Ewa Bilicka [email protected]
Malwina Ratajczak nawet po ogłoszeniu werdyktu nie mogła uwierzyć, że została miss Opolszczyzny.
Malwina Ratajczak nawet po ogłoszeniu werdyktu nie mogła uwierzyć, że została miss Opolszczyzny.
Tytuł Miss Polonia Opolszczyzny 2005 zdobyła w sobotę Malwina Ratajczak z Krapkowic. Jej wymiary (w centymetrach): wzrost 174, w biuście 82, w talii 62 oraz 87 w biodrach.

WYNIKI WYBORÓW
Miss Polonia Opolszczyzny 2005

Miss - Malwina Ratajczak (174 cm, 82 cm/62 cm/87 cm)
Pierwsza wicemiss - Sandra Wilczok (171 cm, 83 cm/64 cm/84 cm)
Druga wicemiss - Justyna Jawdyk (173 cm, 86 cm/64 cm/92 cm)
Miss Publiczności - Katarzyna Marek (166 cm, 92 cm/64 cm/92 cm)

Zielone karty otrzymały: Paulina
Żołubak (176 cm, 87 cm/67 cm/93 cm) i Anna Hulin (174 cm, 90 cm/63 cm/90 cm)
Wszystkie laureatki mają prawo brać udział w kolejnych eliminacjach Miss Polonia.

Finalistki wyborów Miss Opolszczyzny najczęściej marzą o karierze projektantek mody lub chcą prowadzić własne salony kosmetyczne (połowa ze startujących udzielała takiej odpowiedzi na pytanie o plany na przyszłość).
Poza tym dziewczyny kochają szybką jazdę samochodami. Jedna z kandydatek, Katarzyna Marek, oświadczyła podczas autoprezentacji: - Na niemieckiej autostradzie, prowadząc porsche, osiągnęłam prędkość 275 kilometrów na godzinę.
Podbiła tym sobie serca widzów, którzy wybrali ją na Miss Publiczności.

Miss Opolszczyzny 2005 Malwina Ratajczak nie jest jednak tak "szybka". Woli słuchać muzyki spokojnej: Pink Floyd oraz Cohena. W tym roku zdała maturę. Myśli o studiach, prawdopodobnie wybierze socjologię.
Kiedy Malwina została uznana za najpiękniejszą Opolankę, ocierając łzy stwierdziła: - Kompletny szok. Ja miałam inną faworytkę: misską miała zostać dwójka!
Numer startowy 2 miała Sandra Wilczok z Wodzisławia Śląskiego. Została pierwszą wicemiss.
- Jury, przyznając tytuły finałowej piątce, zdecydowanie wybrało Malwinę, przyznając jej jedenaście głosów, a Sandrze - dwa - mówi Witold Asminowicz, przedstawiciel biura Miss Polonia z Warszawy.

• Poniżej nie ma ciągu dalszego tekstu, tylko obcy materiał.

//! Address helpers tying the two listeners of a node together.
//!
//! Every node binds its log transport on `service_port + 1`. The leader's
//! identity inside the replicated log is its raft address, so reaching a
//! leader's client-facing endpoint means mapping that address back down one
//! port.

use crate::errors::NetworkError;
use crate::Result;

/// Computes the client-facing service address for a raft transport address.
pub fn service_addr_of(raft_addr: &str) -> Result<String> {
    let (host, port) = split_host_port(raft_addr)?;
    if port == 0 {
        return Err(NetworkError::InvalidAddress(raft_addr.to_string()).into());
    }
    Ok(format!("{host}:{}", port - 1))
}

/// Formats an address as a tonic endpoint URI.
pub(crate) fn endpoint_uri(addr: &str) -> String {
    format!("http://{addr}")
}

fn split_host_port(addr: &str) -> Result<(&str, u16)> {
    let (host, port) = addr
        .rsplit_once(':')
        .ok_or_else(|| NetworkError::InvalidAddress(addr.to_string()))?;
    if host.is_empty() {
        return Err(NetworkError::InvalidAddress(addr.to_string()).into());
    }
    let port: u16 = port
        .parse()
        .map_err(|_| NetworkError::InvalidAddress(addr.to_string()))?;
    Ok((host, port))
}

Udział w wyborach to inwestycja. Katarzyna Marek z Ćwierci koło Walc: - Na przygotowania wydałam nieco więcej, niż wynosi równowartość trzech stypendiów naukowych Prezesa Rady Ministrów, jakie dostaję za dobre wyniki w nauce (Kasia uczy się w szkole handlowej w Krapkowiacach - dop. aut.).
Na suknię poszło 650 złotych, a na buty, fryzjera i solarium - 250 zł. Kasia została wybrana na Miss Publiczności.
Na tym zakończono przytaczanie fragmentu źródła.